DATA SECTION Start Marker
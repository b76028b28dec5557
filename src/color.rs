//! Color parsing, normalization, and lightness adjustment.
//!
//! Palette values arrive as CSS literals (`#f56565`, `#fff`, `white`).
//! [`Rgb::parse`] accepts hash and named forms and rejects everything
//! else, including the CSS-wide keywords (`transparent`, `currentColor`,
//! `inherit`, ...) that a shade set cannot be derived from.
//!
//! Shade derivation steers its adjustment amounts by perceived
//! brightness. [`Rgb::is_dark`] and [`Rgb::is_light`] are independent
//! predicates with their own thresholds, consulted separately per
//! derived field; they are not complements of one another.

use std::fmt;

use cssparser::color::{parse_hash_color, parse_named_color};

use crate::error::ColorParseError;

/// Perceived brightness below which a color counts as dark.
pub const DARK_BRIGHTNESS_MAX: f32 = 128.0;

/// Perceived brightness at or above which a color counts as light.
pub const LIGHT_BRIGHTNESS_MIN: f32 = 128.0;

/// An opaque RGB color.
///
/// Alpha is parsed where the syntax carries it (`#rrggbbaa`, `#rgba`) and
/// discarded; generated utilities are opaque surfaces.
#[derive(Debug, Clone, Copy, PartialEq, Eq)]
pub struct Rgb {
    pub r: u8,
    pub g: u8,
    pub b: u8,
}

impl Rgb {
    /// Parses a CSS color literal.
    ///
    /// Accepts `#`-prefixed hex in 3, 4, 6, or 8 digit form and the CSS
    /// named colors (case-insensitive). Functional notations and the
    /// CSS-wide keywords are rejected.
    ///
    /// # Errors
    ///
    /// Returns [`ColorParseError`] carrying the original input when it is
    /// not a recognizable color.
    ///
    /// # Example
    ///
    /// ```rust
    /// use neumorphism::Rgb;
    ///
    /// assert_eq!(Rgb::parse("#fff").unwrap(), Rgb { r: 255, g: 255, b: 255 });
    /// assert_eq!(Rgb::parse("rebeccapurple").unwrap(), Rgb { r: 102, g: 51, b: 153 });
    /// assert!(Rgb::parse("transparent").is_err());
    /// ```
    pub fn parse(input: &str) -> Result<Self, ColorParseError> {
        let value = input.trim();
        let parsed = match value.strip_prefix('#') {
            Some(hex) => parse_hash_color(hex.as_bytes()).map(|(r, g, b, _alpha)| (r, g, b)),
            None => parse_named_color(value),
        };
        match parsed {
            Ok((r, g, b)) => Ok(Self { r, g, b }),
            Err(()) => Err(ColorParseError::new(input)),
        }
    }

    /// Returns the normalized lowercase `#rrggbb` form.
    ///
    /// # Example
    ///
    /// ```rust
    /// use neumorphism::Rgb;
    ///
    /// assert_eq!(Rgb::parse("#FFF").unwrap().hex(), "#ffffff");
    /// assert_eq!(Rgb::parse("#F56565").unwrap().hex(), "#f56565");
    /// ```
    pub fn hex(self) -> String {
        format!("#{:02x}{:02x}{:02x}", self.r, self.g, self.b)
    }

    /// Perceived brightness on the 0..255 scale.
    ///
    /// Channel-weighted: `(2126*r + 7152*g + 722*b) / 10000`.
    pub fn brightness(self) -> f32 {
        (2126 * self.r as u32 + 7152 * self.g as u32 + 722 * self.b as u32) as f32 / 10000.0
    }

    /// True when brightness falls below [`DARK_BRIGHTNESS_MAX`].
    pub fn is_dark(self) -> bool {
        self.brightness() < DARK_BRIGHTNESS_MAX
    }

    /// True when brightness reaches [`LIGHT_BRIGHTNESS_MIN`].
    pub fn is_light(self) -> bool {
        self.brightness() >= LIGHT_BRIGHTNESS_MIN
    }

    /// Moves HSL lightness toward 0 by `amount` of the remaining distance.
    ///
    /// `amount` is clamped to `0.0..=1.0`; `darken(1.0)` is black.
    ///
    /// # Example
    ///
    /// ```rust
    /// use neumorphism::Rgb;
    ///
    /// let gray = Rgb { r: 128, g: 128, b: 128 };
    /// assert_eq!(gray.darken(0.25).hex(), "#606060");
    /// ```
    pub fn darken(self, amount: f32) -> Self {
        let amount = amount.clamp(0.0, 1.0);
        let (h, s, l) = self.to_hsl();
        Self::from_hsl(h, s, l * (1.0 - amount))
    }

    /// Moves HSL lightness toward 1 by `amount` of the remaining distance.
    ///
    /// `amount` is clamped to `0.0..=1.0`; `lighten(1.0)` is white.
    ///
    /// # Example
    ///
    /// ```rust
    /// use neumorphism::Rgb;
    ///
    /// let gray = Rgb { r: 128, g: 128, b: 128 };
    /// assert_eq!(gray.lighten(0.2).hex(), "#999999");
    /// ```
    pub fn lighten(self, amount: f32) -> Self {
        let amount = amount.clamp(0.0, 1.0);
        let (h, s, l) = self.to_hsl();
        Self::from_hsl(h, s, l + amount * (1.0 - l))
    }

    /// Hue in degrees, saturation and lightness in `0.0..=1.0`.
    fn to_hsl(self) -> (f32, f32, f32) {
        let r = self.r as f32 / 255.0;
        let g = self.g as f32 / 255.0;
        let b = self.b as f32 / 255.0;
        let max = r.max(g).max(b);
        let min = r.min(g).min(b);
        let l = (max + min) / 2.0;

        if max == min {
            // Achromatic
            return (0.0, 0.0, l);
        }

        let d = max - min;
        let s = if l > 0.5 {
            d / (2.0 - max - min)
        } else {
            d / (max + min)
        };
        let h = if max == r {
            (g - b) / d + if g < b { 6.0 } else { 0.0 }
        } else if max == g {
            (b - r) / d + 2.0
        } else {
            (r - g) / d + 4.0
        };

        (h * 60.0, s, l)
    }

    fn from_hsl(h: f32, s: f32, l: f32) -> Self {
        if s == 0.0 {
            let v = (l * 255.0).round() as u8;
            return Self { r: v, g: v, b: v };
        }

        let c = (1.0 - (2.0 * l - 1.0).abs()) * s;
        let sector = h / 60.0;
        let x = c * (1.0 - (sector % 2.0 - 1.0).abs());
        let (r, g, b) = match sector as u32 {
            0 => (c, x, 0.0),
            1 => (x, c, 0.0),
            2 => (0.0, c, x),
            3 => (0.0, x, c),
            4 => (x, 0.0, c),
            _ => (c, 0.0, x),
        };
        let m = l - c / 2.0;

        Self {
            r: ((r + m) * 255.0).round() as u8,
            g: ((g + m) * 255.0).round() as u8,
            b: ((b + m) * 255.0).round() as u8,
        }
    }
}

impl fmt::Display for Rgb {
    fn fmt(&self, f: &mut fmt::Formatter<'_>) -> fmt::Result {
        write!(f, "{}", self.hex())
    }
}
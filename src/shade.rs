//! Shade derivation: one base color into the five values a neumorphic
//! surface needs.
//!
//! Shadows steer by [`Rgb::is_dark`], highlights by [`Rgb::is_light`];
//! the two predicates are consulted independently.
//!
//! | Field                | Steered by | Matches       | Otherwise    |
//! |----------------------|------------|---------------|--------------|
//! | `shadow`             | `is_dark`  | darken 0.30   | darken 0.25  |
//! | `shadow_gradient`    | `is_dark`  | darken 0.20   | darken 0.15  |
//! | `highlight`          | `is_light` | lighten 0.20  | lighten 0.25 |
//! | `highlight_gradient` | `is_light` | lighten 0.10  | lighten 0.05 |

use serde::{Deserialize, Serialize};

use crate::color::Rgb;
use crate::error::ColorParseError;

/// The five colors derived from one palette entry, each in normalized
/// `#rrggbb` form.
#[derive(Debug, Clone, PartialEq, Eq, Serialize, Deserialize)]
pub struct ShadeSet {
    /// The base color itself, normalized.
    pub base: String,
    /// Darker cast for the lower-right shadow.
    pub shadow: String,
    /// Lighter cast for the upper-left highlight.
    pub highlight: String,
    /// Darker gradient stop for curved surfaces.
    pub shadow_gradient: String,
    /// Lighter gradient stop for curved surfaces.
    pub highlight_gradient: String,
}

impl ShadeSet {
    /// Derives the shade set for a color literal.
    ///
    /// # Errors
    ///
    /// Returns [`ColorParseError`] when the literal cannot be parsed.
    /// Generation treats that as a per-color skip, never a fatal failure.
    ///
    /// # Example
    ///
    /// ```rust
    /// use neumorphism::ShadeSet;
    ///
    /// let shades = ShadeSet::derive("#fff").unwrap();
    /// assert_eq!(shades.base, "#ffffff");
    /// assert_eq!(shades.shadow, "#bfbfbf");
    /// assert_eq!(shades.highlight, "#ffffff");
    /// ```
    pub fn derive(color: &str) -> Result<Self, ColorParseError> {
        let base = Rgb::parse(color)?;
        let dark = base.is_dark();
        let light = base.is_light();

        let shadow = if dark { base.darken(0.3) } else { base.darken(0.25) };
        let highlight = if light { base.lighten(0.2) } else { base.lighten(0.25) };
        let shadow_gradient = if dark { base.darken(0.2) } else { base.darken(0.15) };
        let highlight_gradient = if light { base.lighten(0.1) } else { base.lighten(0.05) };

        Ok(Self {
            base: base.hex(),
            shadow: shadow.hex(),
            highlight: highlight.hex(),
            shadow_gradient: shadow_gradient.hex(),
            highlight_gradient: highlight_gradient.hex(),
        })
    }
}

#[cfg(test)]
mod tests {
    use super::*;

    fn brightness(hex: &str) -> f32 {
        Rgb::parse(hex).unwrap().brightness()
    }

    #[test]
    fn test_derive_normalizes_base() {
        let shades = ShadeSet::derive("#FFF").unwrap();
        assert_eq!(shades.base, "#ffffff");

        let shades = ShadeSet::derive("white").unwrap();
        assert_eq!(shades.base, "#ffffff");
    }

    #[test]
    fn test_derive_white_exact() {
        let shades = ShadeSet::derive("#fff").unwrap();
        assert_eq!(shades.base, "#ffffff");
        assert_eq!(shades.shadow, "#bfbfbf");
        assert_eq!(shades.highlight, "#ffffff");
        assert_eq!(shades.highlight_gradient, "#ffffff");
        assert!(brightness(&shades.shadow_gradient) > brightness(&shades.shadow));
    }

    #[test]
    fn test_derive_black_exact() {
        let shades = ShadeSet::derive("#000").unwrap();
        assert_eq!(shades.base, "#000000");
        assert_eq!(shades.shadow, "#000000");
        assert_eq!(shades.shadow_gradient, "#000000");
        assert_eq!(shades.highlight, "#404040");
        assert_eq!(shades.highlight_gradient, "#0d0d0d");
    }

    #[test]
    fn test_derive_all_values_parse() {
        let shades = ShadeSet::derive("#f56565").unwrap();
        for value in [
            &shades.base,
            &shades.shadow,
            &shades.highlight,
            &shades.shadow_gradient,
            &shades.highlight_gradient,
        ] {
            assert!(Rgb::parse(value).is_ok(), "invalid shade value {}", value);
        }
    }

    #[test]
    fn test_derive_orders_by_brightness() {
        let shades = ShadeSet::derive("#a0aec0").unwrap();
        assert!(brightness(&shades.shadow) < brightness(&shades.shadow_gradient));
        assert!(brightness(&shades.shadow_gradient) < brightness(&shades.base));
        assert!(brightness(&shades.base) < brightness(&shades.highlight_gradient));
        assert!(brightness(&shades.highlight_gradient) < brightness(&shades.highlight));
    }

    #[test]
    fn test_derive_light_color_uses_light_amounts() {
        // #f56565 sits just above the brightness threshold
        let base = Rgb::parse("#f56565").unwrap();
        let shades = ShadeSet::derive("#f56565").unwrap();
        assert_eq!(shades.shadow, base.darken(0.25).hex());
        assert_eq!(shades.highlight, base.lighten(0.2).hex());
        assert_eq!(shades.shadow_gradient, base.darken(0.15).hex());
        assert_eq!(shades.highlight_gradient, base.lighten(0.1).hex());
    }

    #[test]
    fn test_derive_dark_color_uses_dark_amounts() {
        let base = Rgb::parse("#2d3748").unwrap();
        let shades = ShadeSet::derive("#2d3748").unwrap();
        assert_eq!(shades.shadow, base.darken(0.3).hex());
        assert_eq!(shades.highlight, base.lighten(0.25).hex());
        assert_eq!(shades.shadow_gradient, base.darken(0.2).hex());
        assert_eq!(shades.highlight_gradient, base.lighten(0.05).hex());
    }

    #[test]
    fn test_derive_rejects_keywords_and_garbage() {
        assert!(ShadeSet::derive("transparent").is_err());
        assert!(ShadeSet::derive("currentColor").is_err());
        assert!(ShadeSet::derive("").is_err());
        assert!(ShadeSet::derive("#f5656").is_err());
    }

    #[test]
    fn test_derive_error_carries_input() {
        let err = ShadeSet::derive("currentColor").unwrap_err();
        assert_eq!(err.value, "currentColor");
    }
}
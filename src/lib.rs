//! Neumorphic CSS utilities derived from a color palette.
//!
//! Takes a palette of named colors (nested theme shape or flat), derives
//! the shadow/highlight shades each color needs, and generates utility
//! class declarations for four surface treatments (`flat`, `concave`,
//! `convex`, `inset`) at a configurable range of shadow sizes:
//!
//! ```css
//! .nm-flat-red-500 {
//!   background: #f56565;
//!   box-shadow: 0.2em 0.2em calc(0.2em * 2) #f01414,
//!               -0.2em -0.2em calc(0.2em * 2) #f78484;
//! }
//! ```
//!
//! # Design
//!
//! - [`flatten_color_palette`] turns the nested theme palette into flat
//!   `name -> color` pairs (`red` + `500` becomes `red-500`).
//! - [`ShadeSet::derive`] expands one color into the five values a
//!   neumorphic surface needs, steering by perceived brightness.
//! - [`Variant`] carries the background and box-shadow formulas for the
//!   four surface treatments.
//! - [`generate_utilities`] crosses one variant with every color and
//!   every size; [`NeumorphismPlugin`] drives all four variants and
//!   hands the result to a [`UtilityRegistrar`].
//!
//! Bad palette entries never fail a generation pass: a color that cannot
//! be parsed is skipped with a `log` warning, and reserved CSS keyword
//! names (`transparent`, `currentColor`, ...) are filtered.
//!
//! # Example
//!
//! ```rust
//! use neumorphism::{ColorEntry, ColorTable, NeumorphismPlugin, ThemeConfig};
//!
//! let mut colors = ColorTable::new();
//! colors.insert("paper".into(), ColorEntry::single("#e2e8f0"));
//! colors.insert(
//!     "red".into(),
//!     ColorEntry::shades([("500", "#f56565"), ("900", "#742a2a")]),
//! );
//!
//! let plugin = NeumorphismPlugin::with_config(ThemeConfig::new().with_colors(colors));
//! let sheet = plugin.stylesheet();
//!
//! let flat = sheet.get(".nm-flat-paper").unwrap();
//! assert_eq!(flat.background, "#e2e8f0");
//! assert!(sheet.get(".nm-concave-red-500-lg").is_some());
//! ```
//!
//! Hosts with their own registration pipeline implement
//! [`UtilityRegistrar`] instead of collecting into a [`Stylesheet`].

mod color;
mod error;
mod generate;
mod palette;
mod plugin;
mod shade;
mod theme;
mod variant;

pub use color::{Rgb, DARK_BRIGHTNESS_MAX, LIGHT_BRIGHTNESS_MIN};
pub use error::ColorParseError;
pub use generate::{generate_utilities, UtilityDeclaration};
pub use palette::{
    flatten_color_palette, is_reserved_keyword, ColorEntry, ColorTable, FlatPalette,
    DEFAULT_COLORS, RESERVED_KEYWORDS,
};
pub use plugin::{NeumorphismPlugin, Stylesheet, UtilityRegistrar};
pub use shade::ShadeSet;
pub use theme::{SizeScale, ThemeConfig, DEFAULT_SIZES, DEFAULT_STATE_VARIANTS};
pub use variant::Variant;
DATA SECTION End Marker
#### WHAT TO WORK ON
Copy each line above where the string "predicates" occurs.

#### WRITTEN REPLY
//! predicates with their own thresholds, consulted separately per
//! the two predicates are consulted independently.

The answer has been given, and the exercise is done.